The high profile battle over the garden's fate has pit affordable housing proponents against those in favor of preserving green space, provoking a long-running debate over land use priorities.

Councilmember Margaret Chin, who represents the neighborhood, has strongly pushed for the plan, saying that it will fulfill a longstanding need for affordable housing in one of the city’s most expensive neighborhoods. All of the units at Green Haven will be reserved for seniors making less than 60 percent of the area median income, which translates into $43,860 annually for an individual and $50,100 for a couple. The project is being developed by a team made up of Pennrose, Riseboro Community Partnership, and Habitat for Humanity.

The Elizabeth Street Garden was created in 1991 by Allan Reiver, an architectural salvage and antique collector who began renting the space from the city. “He took it upon himself to plant the lawn and plant the trees. He built the basis,” said his son Joseph Reiver, who now serves as the executive director of Elizabeth Street Garden, a nonprofit group created in 2016 to preserve the site.

In response to accusations by Chin that the garden’s access was closely guarded, Joseph Reiver on Wednesday said his father simply did not have the capacity to manage a public space with unfettered access. He said that beginning in 2013, his father and other volunteers began to look at ways of making the garden more open to the public.

Over the years, the garden has become one of the city’s curiosities, a green landscape flowering unexpectedly amid the city’s concrete and steel surroundings. Last month, Justin Davidson, the architectural critic for New York magazine, described it as “a lush and romantic retreat from the thronged sidewalks of Soho.”

Supporters of the Elizabeth Street Garden have argued the city’s need to build affordable housing should not come at the expense of green space and have repeatedly pointed to an empty city-owned lot at 388 Hudson Street.

Chin responded by saying that given the city’s affordable housing crisis, the Hudson Street site should not be seen as an alternative but rather another affordable housing site.

CB2 has largely been sympathetic to the garden’s supporters. In 2014 the board voted to preserve the Elizabeth Street Garden in the wake of development pressures.

On Thursday, in advance of the CB2 vote, Chin issued the following statement to Gothamist:

“There has been extensive community engagement by the City and Habitat for Humanity around the Haven Green development. While I fully respect Community Board 2’s decision, I believe there is a dire need for affordable housing for seniors right now and right here in Little Italy.”
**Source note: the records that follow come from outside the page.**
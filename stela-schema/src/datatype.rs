// Licensed to the Apache Software Foundation (ASF) under one
// or more contributor license agreements.  See the NOTICE file
// distributed with this work for additional information
// regarding copyright ownership.  The ASF licenses this file
// to you under the Apache License, Version 2.0 (the
// "License"); you may not use this file except in compliance
// with the License.  You may obtain a copy of the License at
//
//   http://www.apache.org/licenses/LICENSE-2.0
//
// Unless required by applicable law or agreed to in writing,
// software distributed under the License is distributed on an
// "AS IS" BASIS, WITHOUT WARRANTIES OR CONDITIONS OF ANY
// KIND, either express or implied.  See the License for the
// specific language governing permissions and limitations
// under the License.

use std::fmt;

use crate::{Field, StelaError};

/// The logical types supported by the stela format.
///
/// Primitive variants describe fixed-width values stored contiguously;
/// `Binary`/`Utf8` describe variable-width values; `List` and `Struct`
/// are parametric over their children. Values of this enum are immutable
/// and are typically shared behind an `Arc` once embedded in a
/// [`Field`].
///
/// Two types are equal iff they carry the same tag and, for parametric
/// kinds, recursively equal children.
///
/// ```
/// # use stela_schema::DataType;
/// let a = DataType::List(Box::new(DataType::Int32));
/// let b = DataType::List(Box::new(DataType::Int32));
/// assert_eq!(a, b);
/// assert_ne!(a, DataType::List(Box::new(DataType::Int64)));
/// ```
#[derive(Debug, Clone, PartialEq, Eq, Hash)]
pub enum DataType {
    /// A degenerate type with no physical storage; every slot is null
    Null,
    /// A boolean value, stored bit-packed
    Boolean,
    /// A signed 8-bit integer
    Int8,
    /// A signed 16-bit integer
    Int16,
    /// A signed 32-bit integer
    Int32,
    /// A signed 64-bit integer
    Int64,
    /// An unsigned 8-bit integer
    UInt8,
    /// An unsigned 16-bit integer
    UInt16,
    /// An unsigned 32-bit integer
    UInt32,
    /// An unsigned 64-bit integer
    UInt64,
    /// A 16-bit floating point number
    Float16,
    /// A 32-bit floating point number
    Float32,
    /// A 64-bit floating point number
    Float64,
    /// Variable-length bytes with no guarantee of UTF8-ness
    Binary,
    /// A variable-length UTF8 string
    Utf8,
    /// A list of values of a single element type
    List(Box<DataType>),
    /// An ordered sequence of named, typed children
    Struct(Vec<Field>),
}

/// Stable tag codes for [`DataType`] variants, used as wire codes by the
/// IPC framing and as the argument of [`DataType::from_primitive_id`].
#[derive(Debug, Clone, Copy, PartialEq, Eq, Hash)]
#[repr(u8)]
#[allow(missing_docs)]
pub enum TypeId {
    Null = 0,
    Boolean = 1,
    UInt8 = 2,
    Int8 = 3,
    UInt16 = 4,
    Int16 = 5,
    UInt32 = 6,
    Int32 = 7,
    UInt64 = 8,
    Int64 = 9,
    Float16 = 10,
    Float32 = 11,
    Float64 = 12,
    Binary = 15,
    Utf8 = 16,
    List = 30,
    Struct = 31,
}

impl TypeId {
    /// Recovers a tag from its wire code
    pub fn from_code(code: u8) -> Result<TypeId, StelaError> {
        Ok(match code {
            0 => TypeId::Null,
            1 => TypeId::Boolean,
            2 => TypeId::UInt8,
            3 => TypeId::Int8,
            4 => TypeId::UInt16,
            5 => TypeId::Int16,
            6 => TypeId::UInt32,
            7 => TypeId::Int32,
            8 => TypeId::UInt64,
            9 => TypeId::Int64,
            10 => TypeId::Float16,
            11 => TypeId::Float32,
            12 => TypeId::Float64,
            15 => TypeId::Binary,
            16 => TypeId::Utf8,
            30 => TypeId::List,
            31 => TypeId::Struct,
            other => {
                return Err(StelaError::Invalid(format!(
                    "unknown type code: {other}"
                )))
            }
        })
    }
}

impl DataType {
    /// Returns the tag code of this type
    pub fn id(&self) -> TypeId {
        match self {
            DataType::Null => TypeId::Null,
            DataType::Boolean => TypeId::Boolean,
            DataType::Int8 => TypeId::Int8,
            DataType::Int16 => TypeId::Int16,
            DataType::Int32 => TypeId::Int32,
            DataType::Int64 => TypeId::Int64,
            DataType::UInt8 => TypeId::UInt8,
            DataType::UInt16 => TypeId::UInt16,
            DataType::UInt32 => TypeId::UInt32,
            DataType::UInt64 => TypeId::UInt64,
            DataType::Float16 => TypeId::Float16,
            DataType::Float32 => TypeId::Float32,
            DataType::Float64 => TypeId::Float64,
            DataType::Binary => TypeId::Binary,
            DataType::Utf8 => TypeId::Utf8,
            DataType::List(_) => TypeId::List,
            DataType::Struct(_) => TypeId::Struct,
        }
    }

    /// Constructs a primitive type from its tag.
    ///
    /// Composite and variable-width tags have dedicated constructors
    /// (`List`, `Struct`, `Binary`, `Utf8`) and are rejected here with
    /// [`StelaError::NotImplemented`].
    pub fn from_primitive_id(id: TypeId) -> Result<DataType, StelaError> {
        Ok(match id {
            TypeId::Null => DataType::Null,
            TypeId::Boolean => DataType::Boolean,
            TypeId::Int8 => DataType::Int8,
            TypeId::Int16 => DataType::Int16,
            TypeId::Int32 => DataType::Int32,
            TypeId::Int64 => DataType::Int64,
            TypeId::UInt8 => DataType::UInt8,
            TypeId::UInt16 => DataType::UInt16,
            TypeId::UInt32 => DataType::UInt32,
            TypeId::UInt64 => DataType::UInt64,
            TypeId::Float16 => DataType::Float16,
            TypeId::Float32 => DataType::Float32,
            TypeId::Float64 => DataType::Float64,
            other => {
                return Err(StelaError::NotImplemented(format!(
                    "{other:?} is not a primitive type tag"
                )))
            }
        })
    }

    /// Returns true for fixed-width scalar kinds, including `Null` and
    /// the bit-packed `Boolean`
    pub fn is_primitive(&self) -> bool {
        use DataType::*;
        matches!(
            self,
            Null | Boolean
                | Int8
                | Int16
                | Int32
                | Int64
                | UInt8
                | UInt16
                | UInt32
                | UInt64
                | Float16
                | Float32
                | Float64
        )
    }

    /// Returns true for types parameterized by child types
    pub fn is_nested(&self) -> bool {
        matches!(self, DataType::List(_) | DataType::Struct(_))
    }

    /// Returns the number of bytes a single value of this type occupies,
    /// or `None` for variable-width and nested kinds.
    ///
    /// `Boolean` values are bit-packed and carry no whole-byte width;
    /// `Null` values occupy no storage at all.
    pub fn primitive_width(&self) -> Option<usize> {
        match self {
            DataType::Null => Some(0),
            DataType::Int8 | DataType::UInt8 => Some(1),
            DataType::Int16 | DataType::UInt16 | DataType::Float16 => Some(2),
            DataType::Int32 | DataType::UInt32 | DataType::Float32 => Some(4),
            DataType::Int64 | DataType::UInt64 | DataType::Float64 => Some(8),
            _ => None,
        }
    }
}

impl fmt::Display for DataType {
    fn fmt(&self, f: &mut fmt::Formatter<'_>) -> fmt::Result {
        match self {
            DataType::Null => write!(f, "null"),
            DataType::Boolean => write!(f, "bool"),
            DataType::Int8 => write!(f, "int8"),
            DataType::Int16 => write!(f, "int16"),
            DataType::Int32 => write!(f, "int32"),
            DataType::Int64 => write!(f, "int64"),
            DataType::UInt8 => write!(f, "uint8"),
            DataType::UInt16 => write!(f, "uint16"),
            DataType::UInt32 => write!(f, "uint32"),
            DataType::UInt64 => write!(f, "uint64"),
            DataType::Float16 => write!(f, "halffloat"),
            DataType::Float32 => write!(f, "float"),
            DataType::Float64 => write!(f, "double"),
            DataType::Binary => write!(f, "binary"),
            DataType::Utf8 => write!(f, "string"),
            DataType::List(elem) => write!(f, "list<{elem}>"),
            DataType::Struct(fields) => {
                write!(f, "struct<")?;
                for (i, field) in fields.iter().enumerate() {
                    if i != 0 {
                        write!(f, ", ")?;
                    }
                    write!(f, "{}: {}", field.name(), field.data_type())?;
                }
                write!(f, ">")
            }
        }
    }
}

#[cfg(test)]
mod tests {
    use super::*;

    #[test]
    fn test_structural_equality() {
        assert_eq!(DataType::Int32, DataType::Int32);
        assert_ne!(DataType::Int32, DataType::Int64);
        assert_eq!(
            DataType::List(Box::new(DataType::Int32)),
            DataType::List(Box::new(DataType::Int32))
        );
        assert_ne!(
            DataType::List(Box::new(DataType::Int32)),
            DataType::List(Box::new(DataType::Int64))
        );
    }

    #[test]
    fn test_from_primitive_id() {
        let dt = DataType::from_primitive_id(TypeId::Int32).unwrap();
        assert_eq!(dt, DataType::Int32);

        let err = DataType::from_primitive_id(TypeId::List).unwrap_err();
        assert!(matches!(err, StelaError::NotImplemented(_)));
        let err = DataType::from_primitive_id(TypeId::Utf8).unwrap_err();
        assert!(matches!(err, StelaError::NotImplemented(_)));
    }

    #[test]
    fn test_primitive_width() {
        assert_eq!(DataType::Int32.primitive_width(), Some(4));
        assert_eq!(DataType::Float64.primitive_width(), Some(8));
        assert_eq!(DataType::Null.primitive_width(), Some(0));
        assert_eq!(DataType::Boolean.primitive_width(), None);
        assert_eq!(DataType::Utf8.primitive_width(), None);
    }

    #[test]
    fn test_display() {
        assert_eq!(DataType::Int32.to_string(), "int32");
        assert_eq!(DataType::Float32.to_string(), "float");
        assert_eq!(DataType::Float64.to_string(), "double");
        assert_eq!(
            DataType::List(Box::new(DataType::Utf8)).to_string(),
            "list<string>"
        );

        let fields = vec![
            Field::new("f0", DataType::Int32, false),
            Field::new("f1", DataType::Float64, true),
        ];
        assert_eq!(
            DataType::Struct(fields).to_string(),
            "struct<f0: int32, f1: double>"
        );
    }

    #[test]
    fn test_type_id_round_trip() {
        for dt in [
            DataType::Null,
            DataType::Boolean,
            DataType::UInt64,
            DataType::Float16,
            DataType::Binary,
            DataType::List(Box::new(DataType::Int8)),
        ] {
            let id = dt.id();
            assert_eq!(TypeId::from_code(id as u8).unwrap(), id);
        }
        assert!(TypeId::from_code(200).is_err());
    }
}
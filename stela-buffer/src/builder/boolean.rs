// Licensed to the Apache Software Foundation (ASF) under one
// or more contributor license agreements.  See the NOTICE file
// distributed with this work for additional information
// regarding copyright ownership.  The ASF licenses this file
// to you under the Apache License, Version 2.0 (the
// "License"); you may not use this file except in compliance
// with the License.  You may obtain a copy of the License at
//
//   http://www.apache.org/licenses/LICENSE-2.0
//
// Unless required by applicable law or agreed to in writing,
// software distributed under the License is distributed on an
// "AS IS" BASIS, WITHOUT WARRANTIES OR CONDITIONS OF ANY
// KIND, either express or implied.  See the License for the
// specific language governing permissions and limitations
// under the License.

use std::sync::Arc;

use stela_schema::StelaError;

use crate::pool::MemoryPool;
use crate::util::bit_util;
use crate::{BooleanBuffer, MutableBuffer};

/// An append-only builder for bit-packed boolean buffers
#[derive(Debug)]
pub struct BooleanBufferBuilder {
    buffer: MutableBuffer,
    len: usize,
}

impl BooleanBufferBuilder {
    /// Creates an empty builder over `pool`; nothing is allocated until
    /// the first append
    pub fn new(pool: Arc<dyn MemoryPool>) -> Self {
        Self {
            buffer: MutableBuffer::new(pool),
            len: 0,
        }
    }

    /// Creates a new builder over `pool` with room for at least
    /// `capacity` bits
    pub fn with_capacity(pool: Arc<dyn MemoryPool>, capacity: usize) -> Result<Self, StelaError> {
        let buffer = MutableBuffer::with_capacity(pool, bit_util::ceil(capacity, 8))?;
        Ok(Self { buffer, len: 0 })
    }

    /// Returns the number of bits appended so far
    #[inline]
    pub fn len(&self) -> usize {
        self.len
    }

    /// Returns whether no bits have been appended
    #[inline]
    pub fn is_empty(&self) -> bool {
        self.len == 0
    }

    /// Returns the number of bits the current allocation can hold
    pub fn capacity(&self) -> usize {
        self.buffer.capacity() * 8
    }

    /// Appends a single bit
    #[inline]
    pub fn append(&mut self, v: bool) -> Result<(), StelaError> {
        self.append_n(1, v)
    }

    /// Appends `n` copies of `v`
    pub fn append_n(&mut self, n: usize, v: bool) -> Result<(), StelaError> {
        if n == 0 {
            return Ok(());
        }
        let new_len = self.len + n;
        // newly exposed bytes arrive zeroed, so only 1-bits are written
        self.buffer.resize(bit_util::ceil(new_len, 8))?;
        if v {
            let bits = self.buffer.as_slice_mut();
            for i in self.len..new_len {
                bit_util::set_bit(bits, i);
            }
        }
        self.len = new_len;
        Ok(())
    }

    /// Appends one bit per flag in `slice`
    pub fn append_slice(&mut self, slice: &[bool]) -> Result<(), StelaError> {
        let offset = self.len;
        let new_len = offset + slice.len();
        self.buffer.resize(bit_util::ceil(new_len, 8))?;
        let bits = self.buffer.as_slice_mut();
        for (i, v) in slice.iter().enumerate() {
            if *v {
                bit_util::set_bit(bits, offset + i);
            }
        }
        self.len = new_len;
        Ok(())
    }

    /// Returns the bit at `index`
    ///
    /// # Panics
    ///
    /// Panics if `index >= len`
    pub fn get_bit(&self, index: usize) -> bool {
        assert!(index < self.len);
        bit_util::get_bit(self.buffer.as_slice(), index)
    }

    /// Overwrites the bit at `index`
    ///
    /// # Panics
    ///
    /// Panics if `index >= len`
    pub fn set_bit(&mut self, index: usize, v: bool) {
        assert!(index < self.len);
        if v {
            bit_util::set_bit(self.buffer.as_slice_mut(), index);
        } else {
            bit_util::unset_bit(self.buffer.as_slice_mut(), index);
        }
    }

    /// Views the packed bits appended so far
    pub fn as_slice(&self) -> &[u8] {
        self.buffer.as_slice()
    }

    /// Freezes the appended bits into a [`BooleanBuffer`] and resets
    /// this builder to empty
    pub fn finish(&mut self) -> BooleanBuffer {
        let len = self.len;
        self.len = 0;
        let empty = MutableBuffer::new(self.buffer.pool().clone());
        let buffer = std::mem::replace(&mut self.buffer, empty);
        BooleanBuffer::new(buffer.freeze(), 0, len)
    }
}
While CB2’s vote on Thursday will no doubt send a message, the plan is still expected to win final approval when it reaches the City Council. In the past, the Council has typically deferred to the representing member of the district on land use matters.

As a result, supporters of the garden have threatened to sue. They have retained Norman Siegel, the prominent civil-rights attorney, to represent them.

“Unfortunately, the community board vote is only advisory,” Joseph Reiver said. “It’s gonna take legal action to save the garden.”